One study has found that breast-feeding may help protect women from a particularly vicious type of breast cancer .
Another suggests that breast-feeding may act as a sort of “reset” button for metabolism after pregnancy, helping women with pregnancy diabetes to avoid becoming lifelong diabetics.
The findings complement earlier research showing that women who breast-feed have a lower risk of getting breast and ovarian cancers, Type 2 diabetes and rheumatoid arthritis.
Breast-feeding may also promote cardiovascular health.
“This is a win-win as it’s good for the baby too,” said Dr Eleanor Bimla Schwarz, professor of medicine at the University of California, US.

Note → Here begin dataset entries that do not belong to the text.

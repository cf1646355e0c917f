//! Handshake blob
//!
//! Wire format:
//! - `i16` entry count (big-endian)
//! - per entry: `i16` name length, ASCII name bytes, `i32` checksum
//!
//! Entries appear in the emitter's registration order. Receivers match them
//! by name, so order does not matter for validation.

use crate::error::{ChannelError, Result};
use serde::{Deserialize, Serialize};
use shapewire_core::{ByteStream, Codec, Error, Mode, Signature};

/// One registered type as advertised to a peer
#[derive(Clone, Debug, PartialEq, Eq, Serialize, Deserialize)]
pub struct HandshakeEntry {
    /// Stable type name
    pub name: String,
    /// Structural checksum of the type's field walk
    pub checksum: Signature,
}

/// Snapshot of a registry's schema, detached from the registry
#[derive(Clone, Debug, Default, PartialEq, Eq, Serialize, Deserialize)]
pub struct Handshake {
    pub entries: Vec<HandshakeEntry>,
}

impl Handshake {
    /// Write the blob to `sink`
    pub fn encode<S: ByteStream>(&self, sink: S) -> Result<()> {
        let mut codec = Codec::new(sink, Mode::Serialize);
        let mut count = entry_count(self.entries.len())?;
        codec.i16(&mut count)?;

        for entry in &self.entries {
            let mut name = entry.name.clone();
            let mut checksum = entry.checksum.value();
            codec.string(&mut name)?.i32(&mut checksum)?;
        }
        Ok(())
    }

    /// Encode into a fresh buffer
    pub fn to_bytes(&self) -> Result<Vec<u8>> {
        let mut buf = std::io::Cursor::new(Vec::new());
        self.encode(&mut buf)?;
        Ok(buf.into_inner())
    }

    /// Read a whole blob from `source`
    pub fn decode<S: ByteStream>(source: S) -> Result<Self> {
        let mut codec = Codec::new(source, Mode::Deserialize);
        let mut count = 0i16;
        codec.i16(&mut count)?;
        if count < 0 {
            return Err(Error::InvalidLength(count).into());
        }

        let mut entries = Vec::with_capacity(count as usize);
        for _ in 0..count {
            entries.push(read_entry(&mut codec)?);
        }
        Ok(Self { entries })
    }
}

pub(crate) fn entry_count(len: usize) -> Result<i16> {
    i16::try_from(len).map_err(|_| {
        ChannelError::Codec(Error::ValueTooLarge {
            len,
            max: i16::MAX as usize,
        })
    })
}

pub(crate) fn read_entry<S: ByteStream>(codec: &mut Codec<S>) -> Result<HandshakeEntry> {
    let mut name = String::new();
    let mut checksum = 0i32;
    codec.string(&mut name)?.i32(&mut checksum)?;
    Ok(HandshakeEntry {
        name,
        checksum: Signature(checksum),
    })
}
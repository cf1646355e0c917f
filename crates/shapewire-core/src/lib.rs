//! shapewire core library
//!
//! This crate provides the bidirectional primitive codec used by the
//! shapewire handshake protocol.
//!
//! # Modules
//!
//! - [`codec`]: The [`Codec`] cursor that writes or reads primitives depending on its [`Mode`]
//! - [`kind`]: Wire-level primitive tags and the rolling structural [`Signature`]
//! - [`quantize`]: Fixed-point mapping of floating values onto narrow integers
//! - [`stream`]: The [`ByteStream`] abstraction and its adapters
//! - [`error`]: Error types

pub mod codec;
pub mod error;
pub mod kind;
pub mod quantize;
pub mod stream;

#[cfg(test)]
mod test_vectors;

pub use codec::{Codec, DynCodec, Mode};
pub use error::{Error, Result};
pub use kind::{PrimitiveKind, Signature};
pub use stream::{ByteStream, Sink, Source};
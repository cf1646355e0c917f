//! Schema handshake channel for the shapewire protocol
//!
//! This crate provides:
//! - A type registry that fingerprints each exchangeable type's wire layout
//! - Handshake blob emission and validation between peers
//! - Per-type serialize/deserialize dispatch
//! - Length-prefixed framing for carrying handshakes and payloads

pub mod error;
pub mod factory;
pub mod framing;
pub mod handshake;
pub mod registry;

pub use error::{ChannelError, Result};
pub use factory::ValueFactory;
pub use framing::{Frame, FrameCodec, FrameError, FrameKind};
pub use handshake::{Handshake, HandshakeEntry};
pub use registry::{Channel, Exchange};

Dr Marisa Weiss, the report’s senior researcher and president of Breastcancer.org, said pregnancy and lactation are important steps on the breast’s decades-long road to maturation, with lactation triggering changes in milk duct cells that make the breast more resistant to cancer .
She said: “The breast gland is immature and unable to do its job – to make milk – until it goes through a full-term pregnancy .
"Breast-feeding forces the breasts to grow up and make milk.”
Women who develop pregnancy diabetes are seven times more likely to develop diabetes after pregnancy.
They should be encouraged to breast-feed because it improves glucose metabolism and insulin sensitivity.
Breast-feeding also improves fat metabolism, burns calories and mobilises the stores of fat gained in pregnancy.